• [PROBLEM TO WORK ON]
For the word "document", give the number of lines in these entries that contain it, with nothing else.

• [THE DATA]
use serde::Serialize;

use super::check::{Check, CheckResult, check_int_equal, check_multiple};
use super::view::{
    CoefficientsView, DecimationView, FirView, GainView, PolesZerosView, PolynomialView,
    ResponseView, ShapeKind, StageView,
};
use crate::binding::{BoundObject, channels, find_channel};
use crate::diagnostics::Diagnostics;
use crate::error::{NrlError, Result};

const TARGET: &str = "equivalence";

fn same_poles_zeros(a: &PolesZerosView, b: &PolesZerosView) -> CheckResult {
    let result = check_multiple([
        Check::text(
            "PzTransferFunctionType",
            a.transfer_function_type.as_deref(),
            b.transfer_function_type.as_deref(),
        ),
        Check::float("NormalizationFactor", a.normalization_factor, b.normalization_factor),
        Check::float(
            "NormalizationFrequency",
            a.normalization_frequency,
            b.normalization_frequency,
        ),
        Check::count("zero len", a.zeros.len(), b.zeros.len()),
        Check::count("pole len", a.poles.len(), b.poles.len()),
    ]);
    if !result.matched {
        return result;
    }

    let zeros = a.zeros.iter().zip(&b.zeros).enumerate().flat_map(|(i, (za, zb))| {
        [
            Check::float(format!("{} zero real", i), za.real, zb.real),
            Check::float(format!("{} zero imag", i), za.imaginary, zb.imaginary),
        ]
    });
    let poles = a.poles.iter().zip(&b.poles).enumerate().flat_map(|(i, (pa, pb))| {
        [
            Check::float(format!("{} pole real", i), pa.real, pb.real),
            Check::float(format!("{} pole imag", i), pa.imaginary, pb.imaginary),
        ]
    });
    check_multiple(zeros.chain(poles))
}

fn pairwise(label: &str, a: &[Option<f64>], b: &[Option<f64>]) -> Vec<Check> {
    a.iter()
        .zip(b)
        .enumerate()
        .map(|(i, (x, y))| Check::float(format!("{} {}", i, label), *x, *y))
        .collect()
}

fn same_coefficients(a: &CoefficientsView, b: &CoefficientsView) -> CheckResult {
    let result = check_multiple([
        Check::text(
            "CfTransferFunctionType",
            a.transfer_function_type.as_deref(),
            b.transfer_function_type.as_deref(),
        ),
        Check::count("numerator len", a.numerators.len(), b.numerators.len()),
        Check::count("denominator len", a.denominators.len(), b.denominators.len()),
    ]);
    if !result.matched {
        return result;
    }
    check_multiple(
        pairwise("numerator", &a.numerators, &b.numerators)
            .into_iter()
            .chain(pairwise("denominator", &a.denominators, &b.denominators)),
    )
}

fn same_fir(a: &FirView, b: &FirView) -> CheckResult {
    let result = check_multiple([
        Check::text("Symmetry", a.symmetry.as_deref(), b.symmetry.as_deref()),
        Check::count(
            "len NumeratorCoefficient",
            a.coefficients.len(),
            b.coefficients.len(),
        ),
    ]);
    if !result.matched {
        return result;
    }
    check_multiple(pairwise(
        "NumeratorCoefficient",
        &a.coefficients,
        &b.coefficients,
    ))
}

/// Polynomials compare like poles and zeros: scalar parameters first, then
/// the ordered coefficients pairwise
fn same_polynomial(a: &PolynomialView, b: &PolynomialView) -> CheckResult {
    let result = check_multiple([
        Check::text(
            "ApproximationType",
            a.approximation_type.as_deref(),
            b.approximation_type.as_deref(),
        ),
        Check::float("FrequencyLowerBound", a.frequency_lower_bound, b.frequency_lower_bound),
        Check::float("FrequencyUpperBound", a.frequency_upper_bound, b.frequency_upper_bound),
        Check::float(
            "ApproximationLowerBound",
            a.approximation_lower_bound,
            b.approximation_lower_bound,
        ),
        Check::float(
            "ApproximationUpperBound",
            a.approximation_upper_bound,
            b.approximation_upper_bound,
        ),
        Check::float("MaximumError", a.maximum_error, b.maximum_error),
        Check::count("coefficient len", a.coefficients.len(), b.coefficients.len()),
    ]);
    if !result.matched {
        return result;
    }
    check_multiple(pairwise("coefficient", &a.coefficients, &b.coefficients))
}

fn same_decimation(a: Option<&DecimationView>, b: Option<&DecimationView>) -> CheckResult {
    match (a, b) {
        (None, None) => CheckResult::ok(),
        (Some(a), Some(b)) => check_multiple([
            Check::float("InputSampleRate", a.input_sample_rate, b.input_sample_rate),
            Check::int("Factor", a.factor, b.factor),
            Check::int("Offset", a.offset, b.offset),
            Check::float("Delay", a.delay, b.delay),
            Check::float("Correction", a.correction, b.correction),
        ]),
        (a, b) => CheckResult::mismatch(format!(
            "Decimation present {} {}",
            a.is_some(),
            b.is_some()
        )),
    }
}

fn same_gain(a: Option<&GainView>, b: Option<&GainView>) -> CheckResult {
    match (a, b) {
        (None, None) => CheckResult::ok(),
        (Some(a), Some(b)) => check_multiple([
            Check::float("Gain Value", a.value, b.value),
            Check::float("Gain Frequency", a.frequency, b.frequency),
        ]),
        (a, b) => CheckResult::mismatch(format!(
            "StageGain present {} {}",
            a.is_some(),
            b.is_some()
        )),
    }
}

/// Compare two stages: the same filter shapes must be present on both
/// sides, then shape parameters, decimation and gain are compared
pub fn are_same_stage(a: &StageView, b: &StageView) -> CheckResult {
    for kind in ShapeKind::ALL {
        let (in_a, in_b) = (a.has_shape(kind), b.has_shape(kind));
        if in_a != in_b {
            return CheckResult::mismatch(format!(
                "Not same stage type: {}, {} {}",
                kind.element(),
                in_a,
                in_b
            ));
        }
    }

    let result = match (a, b) {
        (
            StageView {
                poles_zeros: Some(pa),
                ..
            },
            StageView {
                poles_zeros: Some(pb),
                ..
            },
        ) => same_poles_zeros(pa, pb),
        (
            StageView {
                coefficients: Some(ca),
                ..
            },
            StageView {
                coefficients: Some(cb),
                ..
            },
        ) => same_coefficients(ca, cb),
        (StageView { fir: Some(fa), .. }, StageView { fir: Some(fb), .. }) => same_fir(fa, fb),
        (
            StageView {
                polynomial: Some(pa),
                ..
            },
            StageView {
                polynomial: Some(pb),
                ..
            },
        ) => same_polynomial(pa, pb),
        // gain-only stages
        _ => CheckResult::ok(),
    };
    if !result.matched {
        return result;
    }

    let result = same_decimation(a.decimation.as_ref(), b.decimation.as_ref());
    if !result.matched {
        return result;
    }
    same_gain(a.gain.as_ref(), b.gain.as_ref())
}

/// Compare two complete responses stage by stage
pub fn are_same_response(a: &ResponseView, b: &ResponseView) -> CheckResult {
    let result = check_int_equal("num stages", a.len() as i64, b.len() as i64);
    if !result.matched {
        return result;
    }
    for (i, (sa, sb)) in a.stages.iter().zip(&b.stages).enumerate() {
        let result = are_same_stage(sa, sb);
        if !result.matched {
            return result.context(format!("Stage {} ", i + 1));
        }
    }
    CheckResult::ok()
}

/// Channels sharing one response
#[derive(Debug, Clone, PartialEq, Eq, Serialize)]
pub struct ResponseGroup {
    /// Key of the first channel seen with this response
    pub representative: String,
    pub channels: Vec<String>,
}

/// Group the channels of a document by equivalent response, in document
/// order. Channels without a response are reported and left out.
pub fn unique_responses(root: &BoundObject, diagnostics: &dyn Diagnostics) -> Vec<ResponseGroup> {
    let mut groups: Vec<(ResponseGroup, ResponseView)> = Vec::new();

    for channel in channels(root) {
        let key = channel.key();
        let Some(response) = channel.response() else {
            diagnostics.warn(TARGET, &format!("{} has no Response, skipping", key));
            continue;
        };
        let view = ResponseView::from_object(response);
        diagnostics.debug(TARGET, &format!("{} numStage = {}", key, view.len()));

        match groups
            .iter_mut()
            .find(|(_, known)| are_same_response(&view, known).matched)
        {
            Some((group, _)) => {
                diagnostics.debug(
                    TARGET,
                    &format!("found match {} {}", key, group.representative),
                );
                group.channels.push(key);
            }
            None => groups.push((
                ResponseGroup {
                    representative: key.clone(),
                    channels: vec![key],
                },
                view,
            )),
        }
    }

    groups.into_iter().map(|(group, _)| group).collect()
}

/// Compare the responses of two channels of a document
pub fn compare_channels(root: &BoundObject, key_a: &str, key_b: &str) -> Result<CheckResult> {
    let lookup = |key: &str| {
        find_channel(root, key).ok_or_else(|| NrlError::ChannelNotFound {
            key: key.to_string(),
        })
    };
    let (a, b) = (lookup(key_a)?, lookup(key_b)?);

    let view = |key: &str, response: Option<&BoundObject>| match response {
        Some(r) => Ok(ResponseView::from_object(r)),
        None => Err(CheckResult::mismatch(format!("{} has no Response", key))),
    };
    match (view(key_a, a.response()), view(key_b, b.response())) {
        (Ok(ra), Ok(rb)) => Ok(are_same_response(&ra, &rb)),
        (Err(missing), _) | (_, Err(missing)) => Ok(missing),
    }
}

• [ANSWER TO THIS TASK]
2